# [YOUR INSTRUCTIONS]
Beneath this task are records; count how many lines include the string "description" and answer with that number alone.

# [MATERIALS PROVIDED]
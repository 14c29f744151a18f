use std::sync::Arc;

use chrono::Utc;
use tracing::{error, info};
use uuid::Uuid;

use crate::db::invitation_repository::InvitationRepository;
use crate::errors::AppError;
use crate::flows::invitation_accept::accept_path;
use crate::models::invitation::{NewInvitation, OrganizationInvitation, INVITATION_TTL_DAYS};
use crate::models::organization::{Organization, OrganizationRole};
use crate::models::user::SessionUser;
use crate::services::smtp_mailer::{InvitationEmail, Mailer};
use crate::utils::email::is_valid_email;
use crate::utils::token::random_token;

pub fn accept_url(app_origin: &str, token: &str) -> String {
    format!("{}{}", app_origin.trim_end_matches('/'), accept_path(token))
}

/// Admin side of invitations: issue, list, revoke.
pub struct InvitationAdmin {
    invitations: Arc<dyn InvitationRepository>,
    mailer: Arc<dyn Mailer>,
    app_origin: String,
}

impl InvitationAdmin {
    pub fn new(
        invitations: Arc<dyn InvitationRepository>,
        mailer: Arc<dyn Mailer>,
        app_origin: &str,
    ) -> Self {
        Self {
            invitations,
            mailer,
            app_origin: app_origin.to_string(),
        }
    }

    /// Stores a fresh pending invitation and emails its link. The invitation
    /// stands even if the email cannot be sent; the admin can share the link
    /// by hand.
    pub async fn invite_member(
        &self,
        organization: &Organization,
        email: &str,
        role: OrganizationRole,
        inviter: &SessionUser,
    ) -> Result<OrganizationInvitation, AppError> {
        let email = email.trim();
        if !is_valid_email(email) {
            return Err(AppError::Validation(format!(
                "{email} is not a valid email address"
            )));
        }

        let new = NewInvitation::pending(
            organization.id,
            email,
            role,
            random_token(),
            inviter.id,
            Utc::now(),
        );
        let invitation = self.invitations.create_invitation(&new).await?;
        info!(org_id = %organization.id, invitation_id = %invitation.id, role = role.as_str(), "invitation created");

        let message = InvitationEmail {
            to: invitation.email.clone(),
            organization_name: organization.name.clone(),
            role: role.as_str().to_string(),
            accept_url: accept_url(&self.app_origin, &invitation.token),
            expires_in_days: INVITATION_TTL_DAYS,
        };
        if let Err(err) = self.mailer.send_invitation_email(&message).await {
            error!(invitation_id = %invitation.id, %err, "invitation email failed");
        }
        Ok(invitation)
    }

    pub async fn list_invitations(
        &self,
        organization_id: Uuid,
    ) -> Result<Vec<OrganizationInvitation>, AppError> {
        Ok(self.invitations.list_invitations(organization_id).await?)
    }

    pub async fn revoke_invitation(&self, invitation_id: Uuid) -> Result<(), AppError> {
        self.invitations.delete_invitation(invitation_id).await?;
        info!(%invitation_id, "invitation revoked");
        Ok(())
    }
}
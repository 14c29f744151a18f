use std::sync::Arc;

pub mod audit_log_repository;
pub mod donation_repository;
pub mod expense_repository;
pub mod festival_repository;
pub mod image_repository;
pub mod invitation_repository;
#[cfg(test)]
pub mod mock_db;
pub mod organization_repository;
pub mod rest_client;
pub mod rest_donation_repository;
pub mod rest_expense_repository;
pub mod rest_festival_repository;
pub mod rest_image_repository;
pub mod rest_invitation_repository;
pub mod rest_organization_repository;
pub mod rest_settings_repository;
pub mod settings_repository;

use audit_log_repository::{AuditLogRepository, RestAuditLogRepository};
use donation_repository::DonationRepository;
use expense_repository::ExpenseRepository;
use festival_repository::FestivalRepository;
use image_repository::ImageRepository;
use invitation_repository::InvitationRepository;
use organization_repository::OrganizationRepository;
use rest_client::BackendClient;
use rest_donation_repository::RestDonationRepository;
use rest_expense_repository::RestExpenseRepository;
use rest_festival_repository::RestFestivalRepository;
use rest_image_repository::RestImageRepository;
use rest_invitation_repository::RestInvitationRepository;
use rest_organization_repository::RestOrganizationRepository;
use rest_settings_repository::RestSettingsRepository;
use settings_repository::SettingsRepository;

/// One handle per backend table.
#[derive(Clone)]
pub struct Repositories {
    pub organizations: Arc<dyn OrganizationRepository>,
    pub festivals: Arc<dyn FestivalRepository>,
    pub donations: Arc<dyn DonationRepository>,
    pub expenses: Arc<dyn ExpenseRepository>,
    pub images: Arc<dyn ImageRepository>,
    pub settings: Arc<dyn SettingsRepository>,
    pub invitations: Arc<dyn InvitationRepository>,
    pub audit_logs: Arc<dyn AuditLogRepository>,
}

impl Repositories {
    pub fn rest(client: &BackendClient) -> Self {
        Self {
            organizations: Arc::new(RestOrganizationRepository {
                client: client.clone(),
            }),
            festivals: Arc::new(RestFestivalRepository {
                client: client.clone(),
            }),
            donations: Arc::new(RestDonationRepository {
                client: client.clone(),
            }),
            expenses: Arc::new(RestExpenseRepository {
                client: client.clone(),
            }),
            images: Arc::new(RestImageRepository {
                client: client.clone(),
            }),
            settings: Arc::new(RestSettingsRepository {
                client: client.clone(),
            }),
            invitations: Arc::new(RestInvitationRepository {
                client: client.clone(),
            }),
            audit_logs: Arc::new(RestAuditLogRepository {
                client: client.clone(),
            }),
        }
    }

    #[cfg(test)]
    pub fn mock(db: Arc<mock_db::MockDb>) -> Self {
        Self {
            organizations: db.clone(),
            festivals: db.clone(),
            donations: db.clone(),
            expenses: db.clone(),
            images: db.clone(),
            settings: db.clone(),
            invitations: db.clone(),
            audit_logs: db,
        }
    }
}
use std::sync::Arc;

use tracing::info;

use crate::db::organization_repository::OrganizationRepository;
use crate::errors::AppError;
use crate::models::organization::{
    NewOrganization, Organization, OrganizationMembership, OrganizationRole,
};
use crate::models::user::SessionUser;
use crate::utils::slug::{slug_candidate, slugify};
use crate::utils::token::random_token;

pub const MIN_PASSCODE_LEN: usize = 4;
const MAX_SLUG_ATTEMPTS: usize = 20;

#[derive(Debug, Clone, Default)]
pub struct OrganizationDraft {
    pub name: String,
    pub passcode: String,
    pub description: Option<String>,
    pub logo_url: Option<String>,
    pub theme: Option<String>,
}

/// Creating organizations and listing the ones a signed-in account belongs
/// to.
pub struct Onboarding {
    organizations: Arc<dyn OrganizationRepository>,
}

impl Onboarding {
    pub fn new(organizations: Arc<dyn OrganizationRepository>) -> Self {
        Self { organizations }
    }

    pub async fn my_organizations(
        &self,
        user: &SessionUser,
    ) -> Result<Vec<OrganizationMembership>, AppError> {
        Ok(self.organizations.list_memberships_for_user(user.id).await?)
    }

    /// Inserts the organization under a slug nobody has taken and makes the
    /// creator its admin.
    pub async fn create_organization(
        &self,
        user: &SessionUser,
        draft: OrganizationDraft,
    ) -> Result<Organization, AppError> {
        let name = draft.name.trim();
        if name.is_empty() {
            return Err(AppError::Validation("Organization name is required".into()));
        }
        if draft.passcode.trim().len() < MIN_PASSCODE_LEN {
            return Err(AppError::Validation(format!(
                "Passcode must be at least {MIN_PASSCODE_LEN} characters"
            )));
        }

        let slug = self.free_slug(name).await?;
        let organization = self
            .organizations
            .create_organization(&NewOrganization {
                name: name.to_string(),
                slug,
                description: draft.description,
                logo_url: draft.logo_url,
                theme: draft.theme,
                passcode: draft.passcode.trim().to_string(),
                created_by: user.id,
            })
            .await?;
        self.organizations
            .add_user_role(user.id, organization.id, OrganizationRole::Admin)
            .await?;

        info!(org_id = %organization.id, slug = %organization.slug, user_id = %user.id, "organization created");
        Ok(organization.sanitized())
    }

    async fn free_slug(&self, name: &str) -> Result<String, AppError> {
        let mut base = slugify(name);
        if base.is_empty() {
            base = format!("org-{}", &random_token()[..8]);
        }
        for attempt in 0..MAX_SLUG_ATTEMPTS {
            let candidate = slug_candidate(&base, attempt);
            if self.organizations.find_by_slug(&candidate).await?.is_none() {
                return Ok(candidate);
            }
        }
        Ok(format!("{base}-{}", &random_token()[..8]))
    }
}
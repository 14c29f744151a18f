use async_trait::async_trait;
use serde_json::{json, Value};
use uuid::Uuid;

use crate::db::invitation_repository::InvitationRepository;
use crate::db::rest_client::{BackendClient, BackendError};
use crate::models::invitation::{InvitationStatus, NewInvitation, OrganizationInvitation};

pub struct RestInvitationRepository {
    pub client: BackendClient,
}

#[async_trait]
impl InvitationRepository for RestInvitationRepository {
    async fn create_invitation(
        &self,
        invitation: &NewInvitation,
    ) -> Result<OrganizationInvitation, BackendError> {
        self.client
            .from("organization_invitations")
            .insert(invitation)
            .await
    }

    async fn find_pending_by_token(
        &self,
        token: &str,
    ) -> Result<Option<OrganizationInvitation>, BackendError> {
        self.client
            .from("organization_invitations")
            .select("*")
            .eq("token", token)
            .eq("status", InvitationStatus::Pending.as_str())
            .maybe_single()
            .await
    }

    async fn find_accepted_by_token(
        &self,
        token: &str,
    ) -> Result<Option<OrganizationInvitation>, BackendError> {
        self.client
            .from("organization_invitations")
            .select("*")
            .eq("token", token)
            .eq("status", InvitationStatus::Accepted.as_str())
            .maybe_single()
            .await
    }

    async fn mark_accepted(&self, invitation_id: Uuid) -> Result<(), BackendError> {
        let _: Vec<Value> = self
            .client
            .from("organization_invitations")
            .eq("id", invitation_id)
            .update(&json!({ "status": InvitationStatus::Accepted }))
            .await?;
        Ok(())
    }

    async fn list_invitations(
        &self,
        organization_id: Uuid,
    ) -> Result<Vec<OrganizationInvitation>, BackendError> {
        self.client
            .from("organization_invitations")
            .select("*")
            .eq("organization_id", organization_id)
            .order("created_at", false)
            .fetch()
            .await
    }

    async fn delete_invitation(&self, invitation_id: Uuid) -> Result<(), BackendError> {
        self.client
            .from("organization_invitations")
            .eq("id", invitation_id)
            .delete()
            .await
    }
}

# [SOLUTION FOR THIS EXERCISE]
2